It is obvious that we need to talk about grit. Some great conversations have been happening on the Edutopia post I wrote [“True Grit: The Best Measure of Success and How to Teach it“] about the current Grit research and how I’m bringing that research to my classroom.
Why don’t you just define grit?
As I wrote the article, I started flipping through research and rereading my Kindle notes from books I’ve read on this topic and one thing is clear to me – we know grit matters but we don’t really know how to capture it in a simple definition. Sure, some have tried, but I’m not sure it encompasses the original grit test that Angela Duckworth speaks of her in her popular TED Talk.
Can you teach grit if you can’t define it?
So, in my own classroom, we took the grit test, watched the video, and wrote our own definitions of grit (scattered throughout this post.)
But grit is not something you give. This is grits that I could scatter across my classroom like snow – it isn’t something you can eat or spray on them.

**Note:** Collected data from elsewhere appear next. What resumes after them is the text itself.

//! Headless 2048 runner (default binary).
//!
//! Plays one game with random legal moves from a seed and prints the result.
//! There is no interactive front end here; input capture and rendering belong
//! to whatever embeds `tui_2048::core`.

use anyhow::Result;
use tracing::info;
use tracing_subscriber::{layer::SubscriberExt, util::SubscriberInitExt};

use tui_2048::autoplay::{autoplay, CHOOSER_SALT};
use tui_2048::config::{parse_run_args, USAGE};
use tui_2048::core::{seeded_rng, Session};

fn main() -> Result<()> {
    let args: Vec<String> = std::env::args().skip(1).collect();
    let config = parse_run_args(&args)?;
    if config.show_help {
        println!("{}", USAGE);
        return Ok(());
    }

    tracing_subscriber::registry()
        .with(tracing_subscriber::EnvFilter::new(config.log.clone()))
        .with(tracing_subscriber::fmt::layer().with_writer(std::io::stderr))
        .init();

    let seed = config.seed.unwrap_or_else(rand::random);
    info!(seed, size = config.size, "starting autoplay");

    let mut session = Session::new(config.size, seeded_rng(seed))?;
    let mut chooser = seeded_rng(seed ^ CHOOSER_SALT);
    let report = autoplay(&mut session, &mut chooser, &config, seed);

    if config.json {
        println!("{}", serde_json::to_string_pretty(&report)?);
    } else {
        print!("{}", session.state().board());
        println!(
            "score {}  max tile {}  moves {}  status {}  seed {}",
            report.snapshot.score,
            report.snapshot.max_tile,
            report.moves,
            report.snapshot.status.as_str(),
            report.seed
        );
    }

    Ok(())
}
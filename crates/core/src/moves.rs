//! Move module - apply one slide direction to a whole board
//!
//! Pure and side-effect free: the input board is never touched, and the
//! outcome carries a freshly built board whether or not anything moved.

use arrayvec::ArrayVec;

use crate::board::Board;
use crate::error::CoreError;
use crate::rotate::{denormalize, normalize};
use crate::slide::slide_line;
use crate::types::Direction;

/// Result of sliding a board in one direction
#[derive(Debug, Clone, PartialEq, Eq)]
pub struct MoveOutcome {
    pub board: Board,
    /// Sum of the tiles created by merges during this move
    pub score_gained: u64,
    /// Whether any cell differs from the input board
    pub moved: bool,
}

/// Slide every line of `board` toward `direction`
pub fn move_board(board: &Board, direction: Direction) -> MoveOutcome {
    let working = normalize(board, direction);
    let size = working.size();

    let mut cells = Vec::with_capacity(size * size);
    let mut score_gained = 0u64;
    for row in working.rows() {
        let (slid, gained) = slide_line(row);
        cells.extend_from_slice(&slid);
        score_gained = score_gained.saturating_add(gained);
    }

    let slid = Board::from_flat(size, cells);
    let moved = slid != working;

    MoveOutcome {
        board: denormalize(&slid, direction),
        score_gained,
        moved,
    }
}

/// Check if sliding `direction` would change the board
pub fn can_move(board: &Board, direction: Direction) -> bool {
    let working = normalize(board, direction);
    let changed = working.rows().any(|row| slide_line(row).0 != row);
    changed
}

/// Directions that change the board, in [`Direction::ALL`] order
///
/// This is stack-only and does not allocate for the result.
pub fn legal_moves(board: &Board) -> ArrayVec<Direction, 4> {
    Direction::ALL
        .into_iter()
        .filter(|&dir| can_move(board, dir))
        .collect()
}

pub fn has_legal_move(board: &Board) -> bool {
    Direction::ALL.into_iter().any(|dir| can_move(board, dir))
}

/// Parse an externally supplied direction name
pub fn parse_direction(s: &str) -> Result<Direction, CoreError> {
    Direction::from_str(s).ok_or_else(|| CoreError::InvalidDirection(s.to_string()))
}

#[cfg(test)]
mod tests {
    use super::*;
    use crate::types::MAX_TILE;

    fn board(rows: &[[u32; 4]; 4]) -> Board {
        Board::from_rows(rows).unwrap()
    }

    #[test]
    fn test_move_left_merges_first_row() {
        let start = board(&[[2, 2, 0, 0], [0, 0, 0, 0], [0, 0, 0, 0], [0, 0, 0, 0]]);
        let outcome = move_board(&start, Direction::Left);

        assert!(outcome.moved);
        assert_eq!(outcome.score_gained, 4);
        assert_eq!(outcome.board.to_rows()[0], vec![4, 0, 0, 0]);
    }

    #[test]
    fn test_move_right() {
        let start = board(&[[2, 2, 4, 0], [0, 0, 0, 0], [0, 0, 0, 0], [0, 0, 0, 2]]);
        let outcome = move_board(&start, Direction::Right);

        assert_eq!(outcome.board.to_rows()[0], vec![0, 0, 4, 4]);
        assert_eq!(outcome.board.to_rows()[3], vec![0, 0, 0, 2]);
        assert_eq!(outcome.score_gained, 4);
    }

    #[test]
    fn test_move_up_and_down_work_on_columns() {
        let start = board(&[[2, 0, 0, 0], [2, 0, 0, 0], [4, 0, 0, 0], [0, 0, 0, 8]]);

        let up = move_board(&start, Direction::Up).board;
        assert_eq!(
            up.to_rows(),
            vec![
                vec![4, 0, 0, 8],
                vec![4, 0, 0, 0],
                vec![0, 0, 0, 0],
                vec![0, 0, 0, 0],
            ]
        );

        let down = move_board(&start, Direction::Down).board;
        assert_eq!(
            down.to_rows(),
            vec![
                vec![0, 0, 0, 0],
                vec![0, 0, 0, 0],
                vec![4, 0, 0, 0],
                vec![4, 0, 0, 8],
            ]
        );
    }

    #[test]
    fn test_noop_move_returns_equal_board() {
        let start = board(&[[2, 4, 0, 0], [8, 0, 0, 0], [0, 0, 0, 0], [0, 0, 0, 0]]);
        let outcome = move_board(&start, Direction::Left);

        assert!(!outcome.moved);
        assert_eq!(outcome.score_gained, 0);
        assert_eq!(outcome.board, start);
    }

    #[test]
    fn test_can_move_agrees_with_move_board() {
        let start = board(&[[2, 4, 0, 0], [8, 0, 0, 0], [0, 0, 0, 0], [0, 0, 0, 0]]);
        for dir in Direction::ALL {
            assert_eq!(can_move(&start, dir), move_board(&start, dir).moved, "{:?}", dir);
        }
    }

    #[test]
    fn test_legal_moves_on_locked_board() {
        let locked = board(&[[2, 4, 2, 4], [4, 2, 4, 2], [2, 4, 2, 4], [4, 2, 4, 2]]);
        assert!(legal_moves(&locked).is_empty());
        assert!(!has_legal_move(&locked));
    }

    #[test]
    fn test_legal_moves_full_board_with_vertical_pair() {
        let full = board(&[[2, 4, 2, 4], [2, 8, 4, 2], [4, 2, 8, 4], [8, 4, 2, 8]]);
        let moves = legal_moves(&full);
        assert_eq!(moves.as_slice(), &[Direction::Up, Direction::Down]);
    }

    #[test]
    fn test_parse_direction() {
        assert_eq!(parse_direction("RIGHT"), Ok(Direction::Right));
        assert_eq!(
            parse_direction("diagonal"),
            Err(CoreError::InvalidDirection("diagonal".to_string()))
        );
    }

    #[test]
    fn test_max_tiles_do_not_merge() {
        let start = Board::from_rows(&[[MAX_TILE, MAX_TILE], [0, 0]]).unwrap();

        let outcome = move_board(&start, Direction::Left);
        assert!(!outcome.moved);
        assert_eq!(outcome.board, start);
        assert_eq!(outcome.score_gained, 0);
        assert!(!can_move(&start, Direction::Left));
        assert!(can_move(&start, Direction::Down));
    }

    #[test]
    fn test_large_tiles_merge_without_overflow() {
        let half = MAX_TILE / 2;
        let start = Board::from_rows(&[[half; 4]; 4]).unwrap();

        let outcome = move_board(&start, Direction::Left);
        assert!(outcome.moved);
        assert_eq!(outcome.board.to_rows()[3], vec![MAX_TILE, MAX_TILE, 0, 0]);
        assert_eq!(outcome.score_gained, 8 * u64::from(MAX_TILE));
        assert_eq!(outcome.board.max_tile(), MAX_TILE);
    }
}
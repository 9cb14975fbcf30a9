//! Error module - failures the rules engine can report
//!
//! Normal play never fails: boards are always built by the engine and
//! directions come from a closed enum. These errors only surface at the
//! edges, where a caller hands in a size, a string, or raw rows.

use thiserror::Error;

use crate::types::{Cell, MAX_TILE, MIN_BOARD_SIZE};

#[derive(Debug, Clone, PartialEq, Eq, Error)]
pub enum CoreError {
    #[error("board size {size} is below the minimum of {}", MIN_BOARD_SIZE)]
    InvalidSize { size: usize },

    #[error("unknown direction: {0:?}")]
    InvalidDirection(String),

    #[error("cell ({row}, {col}) holds {value}, which is not a power of two between 2 and {}", MAX_TILE)]
    InvalidTile { row: usize, col: usize, value: Cell },

    #[error("row {row} has {found} cells, expected {expected}")]
    RaggedBoard {
        row: usize,
        expected: usize,
        found: usize,
    },
}
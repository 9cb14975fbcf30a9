//! tui-2048 (workspace facade crate).
//!
//! Re-exports the rules engine as `tui_2048::{core, types}` and hosts the
//! headless runner pieces: argument parsing and the autoplay driver.

pub use tui_2048_core as core;
pub use tui_2048_types as types;

pub mod autoplay;
pub mod config;
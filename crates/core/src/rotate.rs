//! Rotate module - reduce four slide directions to one
//!
//! Sliding in direction D is expressed as: rotate the board `k` clockwise
//! quarter turns, slide every row left, then rotate `(4 - k) % 4` more turns
//! to get back to the original orientation.
//!
//! | Direction | k |
//! |-----------|---|
//! | Left      | 0 |
//! | Down      | 1 |
//! | Right     | 2 |
//! | Up        | 3 |

use crate::board::Board;
use crate::types::Direction;

/// Rotate `board` so that sliding `direction` becomes sliding left
pub fn normalize(board: &Board, direction: Direction) -> Board {
    board.rotated_cw(direction.quarter_turns())
}

/// Undo [`normalize`] for the same direction
pub fn denormalize(board: &Board, direction: Direction) -> Board {
    board.rotated_cw((4 - direction.quarter_turns()) % 4)
}
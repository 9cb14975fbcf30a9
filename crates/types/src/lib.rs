//! Core types module - shared data structures and constants
//!
//! This module defines the fundamental types used throughout the application.
//! All types are pure data structures with no external dependencies, making them
//! usable in any context (rules engine, headless runner, front ends).
//!
//! # Board Dimensions
//!
//! The board is a square N×N grid:
//!
//! - **Default size**: 4×4 (indexed 0-3 on both axes)
//! - **Minimum size**: 2×2 (a 1×1 board admits no legal move)
//! - **Coordinates**: `(row, col)`, row 0 at the top, col 0 on the left
//!
//! # Rule Constants
//!
//! | Constant | Value | Description |
//! |----------|-------|-------------|
//! | `DEFAULT_BOARD_SIZE` | 4 | Board edge length used by a fresh game |
//! | `MIN_BOARD_SIZE` | 2 | Smallest accepted board edge length |
//! | `WIN_TILE` | 2048 | Tile value that wins the game |
//! | `MAX_TILE` | 2^30 | Largest tile a cell may hold; it never merges further |
//! | `STARTING_TILES` | 2 | Tiles spawned by a new game |
//! | `SPAWN_TWO_PROBABILITY` | 0.9 | Chance a spawned tile is a 2 (otherwise 4) |
//!
//! # Examples
//!
//! ```
//! use tui_2048_types::{Direction, GameAction, DEFAULT_BOARD_SIZE, WIN_TILE};
//!
//! // Parse from string (case-insensitive)
//! let dir = Direction::from_str("Left").unwrap();
//! assert_eq!(dir, Direction::Left);
//!
//! // Directions map onto clockwise quarter turns of the board
//! assert_eq!(Direction::Up.quarter_turns(), 3);
//!
//! // Parse game action
//! let action = GameAction::from_str("keepPlaying").unwrap();
//! assert_eq!(action, GameAction::KeepPlaying);
//!
//! assert_eq!(DEFAULT_BOARD_SIZE, 4);
//! assert_eq!(WIN_TILE, 2048);
//! ```

/// Board edge length of a standard game (4x4)
pub const DEFAULT_BOARD_SIZE: usize = 4;

/// Smallest board edge length the engine accepts
pub const MIN_BOARD_SIZE: usize = 2;

/// Reaching a tile of this value wins the game
pub const WIN_TILE: Cell = 2048;

/// Largest tile value a cell may hold
///
/// Boards are rejected if they carry anything bigger, and two `MAX_TILE`
/// tiles do not merge, so a merge can never overflow a [`Cell`].
pub const MAX_TILE: Cell = 1 << 30;

/// Number of tiles placed on an empty board when a game starts
pub const STARTING_TILES: usize = 2;

/// Probability that a spawned tile is a 2
pub const SPAWN_TWO_PROBABILITY: f64 = 0.9;

/// Value of the common spawned tile
pub const SPAWN_LOW_VALUE: Cell = 2;

/// Value of the rare spawned tile
pub const SPAWN_HIGH_VALUE: Cell = 4;


/// A cell on the game board
///
/// - `0`: Empty cell
/// - `2^k` (1 <= k <= 30): Tile of that value, at most [`MAX_TILE`]
///
/// Used by the board as a flat row-major array of cells.
pub type Cell = u32;

/// Slide directions
///
/// Each direction is handled by rotating the board a number of clockwise
/// quarter turns, sliding every row left, and rotating back:
///
/// | Direction | Quarter turns |
/// |-----------|---------------|
/// | Left      | 0 |
/// | Down      | 1 |
/// | Right     | 2 |
/// | Up        | 3 |
#[derive(Debug, Clone, Copy, PartialEq, Eq, Hash)]
pub enum Direction {
    Up,
    Down,
    Left,
    Right,
}

impl Direction {
    /// All four directions, in a fixed order
    pub const ALL: [Direction; 4] = [
        Direction::Up,
        Direction::Down,
        Direction::Left,
        Direction::Right,
    ];

    /// Number of clockwise quarter turns that brings this direction to `Left`
    ///
    /// # Examples
    ///
    /// ```
    /// use tui_2048_types::Direction;
    ///
    /// assert_eq!(Direction::Left.quarter_turns(), 0);
    /// assert_eq!(Direction::Down.quarter_turns(), 1);
    /// assert_eq!(Direction::Right.quarter_turns(), 2);
    /// assert_eq!(Direction::Up.quarter_turns(), 3);
    /// ```
    pub fn quarter_turns(&self) -> usize {
        match self {
            Direction::Left => 0,
            Direction::Down => 1,
            Direction::Right => 2,
            Direction::Up => 3,
        }
    }

    /// Parse direction from string (case-insensitive)
    ///
    /// Accepts full names and WASD keys:
    /// "up" | "w", "down" | "s", "left" | "a", "right" | "d"
    ///
    /// # Examples
    ///
    /// ```
    /// use tui_2048_types::Direction;
    ///
    /// assert_eq!(Direction::from_str("up"), Some(Direction::Up));
    /// assert_eq!(Direction::from_str("W"), Some(Direction::Up));
    /// assert_eq!(Direction::from_str("a"), Some(Direction::Left));
    /// assert_eq!(Direction::from_str("sideways"), None);
    /// ```
    pub fn from_str(s: &str) -> Option<Self> {
        match s.to_lowercase().as_str() {
            "up" | "w" => Some(Direction::Up),
            "down" | "s" => Some(Direction::Down),
            "left" | "a" => Some(Direction::Left),
            "right" | "d" => Some(Direction::Right),
            _ => None,
        }
    }

    /// Convert to lowercase string
    pub fn as_str(&self) -> &'static str {
        match self {
            Direction::Up => "up",
            Direction::Down => "down",
            Direction::Left => "left",
            Direction::Right => "right",
        }
    }
}

/// Actions a caller can apply to a running session
///
/// Moves come from whatever input layer the caller has; the other two are
/// the "Keep Playing" and "New Game" buttons of a front end.
#[derive(Debug, Clone, Copy, PartialEq, Eq)]
pub enum GameAction {
    /// Slide all tiles in a direction
    Move(Direction),
    /// Dismiss the win and continue on the same board
    KeepPlaying,
    /// Start a new game (when game over or at any time)
    Restart,
}

impl GameAction {
    /// Parse action from string
    ///
    /// Direction names parse to [`GameAction::Move`].
    ///
    /// # Examples
    ///
    /// ```
    /// use tui_2048_types::{Direction, GameAction};
    ///
    /// assert_eq!(GameAction::from_str("left"), Some(GameAction::Move(Direction::Left)));
    /// assert_eq!(GameAction::from_str("restart"), Some(GameAction::Restart));
    /// assert_eq!(GameAction::from_str("keepplaying"), Some(GameAction::KeepPlaying));
    /// assert_eq!(GameAction::from_str("undo"), None);
    /// ```
    pub fn from_str(s: &str) -> Option<Self> {
        match s.to_lowercase().as_str() {
            "keepplaying" | "continue" => Some(GameAction::KeepPlaying),
            "restart" | "new" => Some(GameAction::Restart),
            other => Direction::from_str(other).map(GameAction::Move),
        }
    }

    /// Convert to camelCase string
    pub fn as_str(&self) -> &'static str {
        match self {
            GameAction::Move(dir) => dir.as_str(),
            GameAction::KeepPlaying => "keepPlaying",
            GameAction::Restart => "restart",
        }
    }
}
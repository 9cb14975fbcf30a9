//! Slide module - collapse one line of cells toward its head
//!
//! This is the only place tiles actually move or merge. Every direction is
//! reduced to "slide the rows left" by the rotation wrapper in [`crate::rotate`],
//! so the primitive below only ever works on a left-to-right line.
//!
//! Merging is single-pass and left-biased: a tile produced by a merge cannot
//! merge again in the same slide, so `[2, 2, 2, 2]` becomes `[4, 4, 0, 0]`.
//! Tiles already at [`MAX_TILE`] stay put as ordinary tiles.

use crate::types::{Cell, MAX_TILE};

/// Slide a line toward index 0, merging equal neighbours once each
///
/// Returns the new line (same length as the input, right-padded with zeros)
/// and the sum of the tiles created by merges.
pub fn slide_line(line: &[Cell]) -> (Vec<Cell>, u64) {
    let tiles: Vec<Cell> = line.iter().copied().filter(|&cell| cell != 0).collect();
    let mut out = Vec::with_capacity(line.len());
    let mut gained = 0u64;

    let mut i = 0usize;
    while i < tiles.len() {
        let tile = tiles[i];
        let merged = match tiles.get(i + 1) {
            Some(&next) if next == tile && tile < MAX_TILE => tile.checked_mul(2),
            _ => None,
        };

        match merged {
            Some(merged) => {
                out.push(merged);
                gained = gained.saturating_add(u64::from(merged));
                // The partner is consumed, and `merged` is never compared again.
                i += 2;
            }
            None => {
                out.push(tile);
                i += 1;
            }
        }
    }

    out.resize(line.len(), 0);
    (out, gained)
}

Grit is simple – it is developed by situations that require it. We all have tough in our life – but what do we do with it? Do we grit our teeth and push forward or do we fall back and lay on our floppy cushion with excuses in our mouths?
Grit is well named – do you grit your teeth? Do you have to have grit to overcome it?
As we talked about grit, I made one thing very very clear to my students: I will work hard to be interesting and engaging but I will never be easy. Never.
The kids might “think” I’m easy because they are engaged in work but if you see their faces as they work, you’ll see that they are engaged. You may even see a glimmer of grit there – I hope so.
Grit is not something you teach, it is something you allow to happen as you help kids climb the mountains in their lives and in their schools.
Take the #grit challenge on Twitter: help us teach grit!
Today I’m issuing the “grit” challenge on Twitter. Share your favorite quote or article relating to grit and follow the hashtag. We all need quotes to use to talk about this important topic. Even if you come across this post later – tag and share it anyway. Add to our collection. Talk about it on Facebook and wherever you are – it is a conversation we need to have.
Can you teach your staff about grit?
Meanwhile, Edutopia has compiled a great set of resources on resilience and grit as these two concepts are closely related and indeed, hard to separate in a definition.
If you are a school leader, you could promote this discussion by sharing the Edutopia list and splitting them up with your staff for each person to read and come back and discuss.
Sadly, some may use this as an excuse to mean, harsh, and unbending – there is a difference between meanness and toughness just as there is a difference between persistence and obstinacy.
As with all non-cognitive factors, this conversation will be fraught with controversy and opinions. I think that some are just upset because something so important is so impossible to measure. We must come to grips with the fact that the most important things about education can never be measured for they are lived out in the lives of our students.
Let’s talk about grit. Can you teach grit? Discuss.